Perintah itu datang sebagai tanggapan atas serangkaian PIL yang mencari penyelidikan yang tidak memihak atas dugaan kekerasan pasca-jajak pendapat di Benggala Barat.
PIL menuduh bahwa orang-orang menjadi sasaran penyerangan, dipaksa meninggalkan rumah dan harta benda mereka dihancurkan sebagai akibat dari kekerasan pasca-jajak pendapat di Benggala Barat dan mencari penyelidikan yang tidak memihak atas hal ini dan perlindungan hidup dan kebebasan.

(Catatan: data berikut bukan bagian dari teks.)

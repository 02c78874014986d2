//! Permission and subscription collaborator.

use async_trait::async_trait;
use chrono::Utc;
use color_eyre::{eyre::eyre, Result};
use rusqlite::params;
use sha2::{Digest, Sha256};
use std::sync::{Arc, Mutex};
use std::time::Duration;
use tracing::info;

use crate::config::{PermissionSetting, PermissionsConfig};
use crate::db::Database;
use crate::refresh::PeriodicRegistry;

/// Capabilities gated behind a host permission.
#[derive(Debug, Clone, Copy, PartialEq, Eq)]
pub enum Capability {
  PeriodicSync,
  Push,
}

#[derive(Debug, Clone, Copy, PartialEq, Eq)]
pub enum PermissionState {
  Granted,
  Denied,
  Prompt,
}

impl From<PermissionSetting> for PermissionState {
  fn from(setting: PermissionSetting) -> Self {
    match setting {
      PermissionSetting::Granted => PermissionState::Granted,
      PermissionSetting::Denied => PermissionState::Denied,
      PermissionSetting::Prompt => PermissionState::Prompt,
    }
  }
}

/// Push endpoint handed back by a successful subscription.
#[derive(Debug, Clone, PartialEq, Eq)]
pub struct PushSubscription {
  pub endpoint: String,
}

#[async_trait]
pub trait Platform: Send + Sync {
  /// Current permission without prompting.
  async fn permission(&self, capability: Capability) -> PermissionState;

  /// Ask for a permission; a prompt may be resolved either way.
  async fn request_permission(&self, capability: Capability) -> Result<PermissionState>;

  /// Register a one-off sync fired when connectivity returns.
  async fn register_sync(&self, tag: &str) -> Result<()>;

  async fn register_periodic_sync(&self, tag: &str, min_interval: Duration) -> Result<()>;

  async fn subscribe_push(&self) -> Result<PushSubscription>;
}

/// Platform for a locally hosted worker: permissions come from configuration
/// and registrations are persisted in the worker database.
pub struct LocalPlatform {
  db: Arc<Database>,
  periodic: PeriodicRegistry,
  origin: String,
  periodic_sync: Mutex<PermissionState>,
  push: Mutex<PermissionState>,
}

impl LocalPlatform {
  pub fn new(db: Arc<Database>, permissions: &PermissionsConfig, origin: &str) -> Self {
    Self {
      periodic: PeriodicRegistry::new(db.clone()),
      db,
      origin: origin.trim_end_matches('/').to_string(),
      periodic_sync: Mutex::new(permissions.periodic_sync.into()),
      push: Mutex::new(permissions.push.into()),
    }
  }

  fn slot(&self, capability: Capability) -> &Mutex<PermissionState> {
    match capability {
      Capability::PeriodicSync => &self.periodic_sync,
      Capability::Push => &self.push,
    }
  }

  /// Change a permission, e.g. when the user revokes it.
  #[allow(dead_code)]
  pub fn set_permission(&self, capability: Capability, state: PermissionState) -> Result<()> {
    *self
      .slot(capability)
      .lock()
      .map_err(|e| eyre!("Lock poisoned: {}", e))? = state;
    Ok(())
  }

  /// Tags registered for one-off sync.
  pub fn sync_tags(&self) -> Result<Vec<String>> {
    let conn = self.db.conn()?;
    let mut stmt = conn
      .prepare("SELECT tag FROM sync_registrations ORDER BY registered_at")
      .map_err(|e| eyre!("Failed to prepare query: {}", e))?;
    let tags = stmt
      .query_map([], |row| row.get(0))
      .map_err(|e| eyre!("Failed to list sync registrations: {}", e))?
      .collect::<Result<Vec<String>, _>>()
      .map_err(|e| eyre!("Failed to read sync registration: {}", e))?;
    Ok(tags)
  }
}

#[async_trait]
impl Platform for LocalPlatform {
  async fn permission(&self, capability: Capability) -> PermissionState {
    self
      .slot(capability)
      .lock()
      .map(|state| *state)
      .unwrap_or(PermissionState::Denied)
  }

  async fn request_permission(&self, capability: Capability) -> Result<PermissionState> {
    let mut state = self
      .slot(capability)
      .lock()
      .map_err(|e| eyre!("Lock poisoned: {}", e))?;
    if *state == PermissionState::Prompt {
      *state = PermissionState::Granted;
    }
    Ok(*state)
  }

  async fn register_sync(&self, tag: &str) -> Result<()> {
    self
      .db
      .conn()?
      .execute(
        "INSERT OR IGNORE INTO sync_registrations (tag, registered_at) VALUES (?, ?)",
        params![tag, Utc::now().to_rfc3339()],
      )
      .map_err(|e| eyre!("Failed to register sync {}: {}", tag, e))?;
    info!(tag, "sync registered");
    Ok(())
  }

  async fn register_periodic_sync(&self, tag: &str, min_interval: Duration) -> Result<()> {
    if self.permission(Capability::PeriodicSync).await != PermissionState::Granted {
      return Err(eyre!("Periodic sync permission not granted"));
    }
    self.periodic.register(tag, min_interval)
  }

  async fn subscribe_push(&self) -> Result<PushSubscription> {
    if self.permission(Capability::Push).await != PermissionState::Granted {
      return Err(eyre!("Push permission not granted"));
    }

    let mut hasher = Sha256::new();
    hasher.update(self.origin.as_bytes());
    hasher.update(Utc::now().to_rfc3339().as_bytes());
    let endpoint = format!("{}/push/{}", self.origin, hex::encode(hasher.finalize()));

    info!(endpoint = %endpoint, "push subscription created");
    Ok(PushSubscription { endpoint })
  }
}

Pengadilan tinggi telah memerintahkan NHRC untuk membentuk komite penyelidikan untuk menyelidiki berbagai tuduhan selama “kekerasan pasca-jajak pendapat”.

Dalam laporannya, panel NHRC merekomendasikan penyelidikan CBI ke dalam “pelanggaran berat seperti pembunuhan dan pemerkosaan” yang diduga terjadi selama kekerasan pasca-jajak pendapat dan mengatakan persidangan harus diadakan di luar negara bagian.
Laporan tersebut mengecam keras pemerintah negara bagian yang dipimpin Mamata Banerjee karena diduga gagal membendung kekerasan politik yang meletus setelah kemenangan Kongres Trinamool dalam pemilihan majelis.